The work can be lonely and tedious. During his months in the forest, Patel favored his work over his health and his personal life. But he is on a mission, not unlike earlier explorers who, having mapped the coastline of an unknown shore, ventured into the interior without being certain of what they would find.

Over the last four years, Patel has spent 14 1/2 months camping in this forest. He is back for a few weeks to observe Pink Face and the others in this community of six lemurs. He hopes new data will shed more light on how the animals communicate, information that may one day yield clues about how speech evolved in humans, the lemur's distant cousins.

He feels a sense of urgency. Despite an increase in conservation efforts, including Patel's, no one knows how much longer the silky sifakas can survive persistent hunting and deforestation. They may need him as much as he needs them.

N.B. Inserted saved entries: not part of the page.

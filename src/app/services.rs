use std::sync::{Mutex, MutexGuard};

use chrono::{DateTime, FixedOffset};
use serde::Serialize;
use thiserror::Error;

use crate::adapters::bin_source::{BinSource, BinSourceError};
use crate::adapters::db::{BinCache, DbError};
use crate::domain::bin_record::BinRecord;
use crate::domain::bin_summary::{BinSummary, summarize};
use crate::domain::reconcile::{ReconcileReport, add_or_update_bin, deduplicate_bins_with_report};
use crate::domain::timestamp::Clock;

const LOCAL_ID_PREFIX: &str = "local-";

#[derive(Debug, Error)]
pub enum ServiceError {
    #[error("bin registry lock poisoned")]
    LockPoisoned,
    #[error("bin source failed: {0}")]
    Source(#[from] BinSourceError),
    #[error("bin cache failed: {0}")]
    Cache(#[from] DbError),
    #[error("bin {id} was not applied to the canonical list")]
    NotApplied { id: String },
}

#[derive(Debug, Clone, Copy, PartialEq, Eq, Serialize)]
#[serde(rename_all = "snake_case")]
pub enum RefreshOrigin {
    Backend,
    Unauthenticated,
    Cache,
}

#[derive(Debug, Clone, Copy, PartialEq, Eq, Serialize)]
#[serde(rename_all = "camelCase")]
pub struct RefreshSummary {
    pub origin: RefreshOrigin,
    pub received: usize,
    pub published: usize,
    pub duplicates_removed: usize,
}

impl RefreshSummary {
    fn from_report(origin: RefreshOrigin, report: &ReconcileReport) -> Self {
        Self {
            origin,
            received: report.input,
            published: report.output,
            duplicates_removed: report.removed(),
        }
    }
}

pub trait BinQueryHandler {
    fn list_bins(&self) -> Result<Vec<BinRecord>, ServiceError>;
    fn get_bin(&self, id: &str) -> Result<Option<BinRecord>, ServiceError>;
    fn summary(&self) -> Result<BinSummary, ServiceError>;
    fn now(&self) -> DateTime<FixedOffset>;
}

pub trait BinCommandHandler {
    fn refresh(&self) -> Result<RefreshSummary, ServiceError>;
    fn save_bin(&self, bin: BinRecord) -> Result<BinRecord, ServiceError>;
}

/// Holds the canonical bin list between refresh cycles and routes writes
/// through the backend, the reconciler and the offline cache.
pub struct BinRegistry {
    source: Box<dyn BinSource>,
    cache: Box<dyn BinCache>,
    clock: Box<dyn Clock + Send + Sync>,
    canonical: Mutex<Vec<BinRecord>>,
}

impl BinRegistry {
    pub fn new(
        source: impl BinSource,
        cache: impl BinCache,
        clock: impl Clock + Send + Sync + 'static,
    ) -> Self {
        Self {
            source: Box::new(source),
            cache: Box::new(cache),
            clock: Box::new(clock),
            canonical: Mutex::new(Vec::new()),
        }
    }

    fn canonical(&self) -> Result<MutexGuard<'_, Vec<BinRecord>>, ServiceError> {
        self.canonical
            .lock()
            .map_err(|_| ServiceError::LockPoisoned)
    }

    fn publish(&self, bins: Vec<BinRecord>) -> Result<(), ServiceError> {
        *self.canonical()? = bins;
        Ok(())
    }

    fn persist(&self, bins: &[BinRecord]) {
        if let Err(error) = self.cache.save(bins) {
            tracing::warn!(error = %error, bins = bins.len(), "failed to write bin cache");
        }
    }

    fn find_by_address(&self, bin: &BinRecord) -> Result<Option<BinRecord>, ServiceError> {
        let Some(address) = bin.normalized_address() else {
            return Ok(None);
        };

        Ok(self
            .canonical()?
            .iter()
            .find(|existing| existing.normalized_address().as_deref() == Some(address.as_str()))
            .cloned())
    }
}

impl BinQueryHandler for BinRegistry {
    fn list_bins(&self) -> Result<Vec<BinRecord>, ServiceError> {
        Ok(self.canonical()?.clone())
    }

    fn get_bin(&self, id: &str) -> Result<Option<BinRecord>, ServiceError> {
        Ok(self.canonical()?.iter().find(|bin| bin.id == id).cloned())
    }

    fn summary(&self) -> Result<BinSummary, ServiceError> {
        let now = self.clock.now();
        Ok(summarize(&self.canonical()?, &now))
    }

    fn now(&self) -> DateTime<FixedOffset> {
        self.clock.now()
    }
}

impl BinCommandHandler for BinRegistry {
    fn refresh(&self) -> Result<RefreshSummary, ServiceError> {
        let (origin, fetched) = match self.source.fetch_bins() {
            Ok(fetched) => (RefreshOrigin::Backend, fetched),
            Err(BinSourceError::Unauthenticated) => {
                tracing::info!("no valid credentials for bins backend, publishing empty bin list");
                (RefreshOrigin::Unauthenticated, Vec::new())
            }
            Err(error) => {
                tracing::warn!(error = %error, "bin fetch failed, falling back to cache");
                (
                    RefreshOrigin::Cache,
                    self.cache.load()?.unwrap_or_default(),
                )
            }
        };

        let (bins, report) = deduplicate_bins_with_report(fetched);
        if report.removed() > 0 {
            tracing::warn!(
                received = report.input,
                published = report.output,
                missing_id = report.dropped_missing_id,
                duplicate_address = report.dropped_duplicates,
                superseded = report.superseded,
                same_id = report.replaced,
                "duplicate bins removed"
            );
        }

        if origin == RefreshOrigin::Backend {
            self.persist(&bins);
        }

        let summary = RefreshSummary::from_report(origin, &report);
        self.publish(bins)?;

        tracing::debug!(origin = ?summary.origin, published = summary.published, "bin list refreshed");
        Ok(summary)
    }

    fn save_bin(&self, bin: BinRecord) -> Result<BinRecord, ServiceError> {
        let result = if bin.has_backend_id() {
            self.source.update_bin(&bin)
        } else {
            self.source.create_bin(&bin)
        };

        let saved = match result {
            Ok(saved) => saved,
            Err(BinSourceError::Unauthenticated) => {
                tracing::info!(bin_id = %bin.id, "no valid credentials, saving bin locally only");
                with_local_id(bin)
            }
            Err(BinSourceError::Duplicate(message)) => {
                if let Some(existing) = self.find_by_address(&bin)? {
                    tracing::info!(bin_id = %existing.id, "backend reported duplicate, returning existing bin");
                    return Ok(existing);
                }
                return Err(BinSourceError::Duplicate(message).into());
            }
            Err(error) => return Err(error.into()),
        };

        let (merged, applied) = {
            let mut canonical = self.canonical()?;
            let merged = add_or_update_bin(std::mem::take(&mut *canonical), saved.clone());
            let applied = merged.iter().any(|bin| bin.id == saved.id);
            *canonical = merged.clone();
            (merged, applied)
        };

        if !applied {
            let Some(kept) = self.find_by_address(&saved)? else {
                return Err(ServiceError::NotApplied { id: saved.id });
            };
            tracing::warn!(
                bin_id = %saved.id,
                kept_id = %kept.id,
                "saved bin lost to a richer record at the same address"
            );
            return Ok(kept);
        }

        self.persist(&merged);

        tracing::info!(bin_id = %saved.id, bins = merged.len(), "bin saved");
        Ok(saved)
    }
}

fn with_local_id(mut bin: BinRecord) -> BinRecord {
    if !bin.has_identity() {
        bin.id = format!("{LOCAL_ID_PREFIX}{}", uuid::Uuid::new_v4());
    }
    bin
}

No one can mistake these animals for any other kind of lemur. Only the silky sifakas have fluffy white fur covering their body, everything but the face, which is slate-gray or pinkish. Their eyes are reddish-orange.

They have been dubbed flying angels for the way they soar from tree to tree. In reality, they use their powerful legs and fingerlike toes to grasp a tree trunk or branch and quickly push off to the next one, as much as 10 feet away.

They've had lots of practice: Lemurs may have been eating tree leaves and exploring the forest canopy for 50 million years.

How they got here remains a mystery. Madagascar, along with India, split off from Africa about 125 million years ago, and parted from India 88 million years ago -- before lemurs existed -- to take its place as the planet's fourth-largest island.

One theory holds that a storm washed some lemurs off the coast of Africa and that some of the animals floated on vegetation before chancing on Madagascar.

The island's long isolation meant that most of its plants and animals evolved separately from the wider world. Biologists estimate that eight in 10 of its species -- plants as well as animals, including birds, reptiles and frogs -- are found nowhere else, an astonishing rate of uniqueness. People arrived 2,000 years ago, probably from Indonesia, making this one of the last-settled major land masses on Earth.

The most striking example of the island's species diversity may be the lemurs.

Taxonomists group them into 70 species and subspecies (humans are known to have driven 17 species to extinction), and all occur naturally only in this country. The rise of faster, stronger monkeys on mainland Africa may have killed off the ancestors of lemurs there, but monkeys never reached this island.

Scientists generally consider lemurs, which have the smallest brains among primates, to be less intelligent than relatives such as baboons, chimpanzees, apes and various monkeys. Yet their parallel evolution has made lemurs different in key ways and therefore interesting to scientists looking for broad-based models to explain the evolution of primates.

For instance, males reign across all nonhuman primate species except, apparently, in some lemur species that show evidence of female dominance.

The study of lemurs is relatively young, particularly when it comes to species found in forbidding terrain, and few live in tougher territory for researchers than the mountain-dwelling silky sifaka.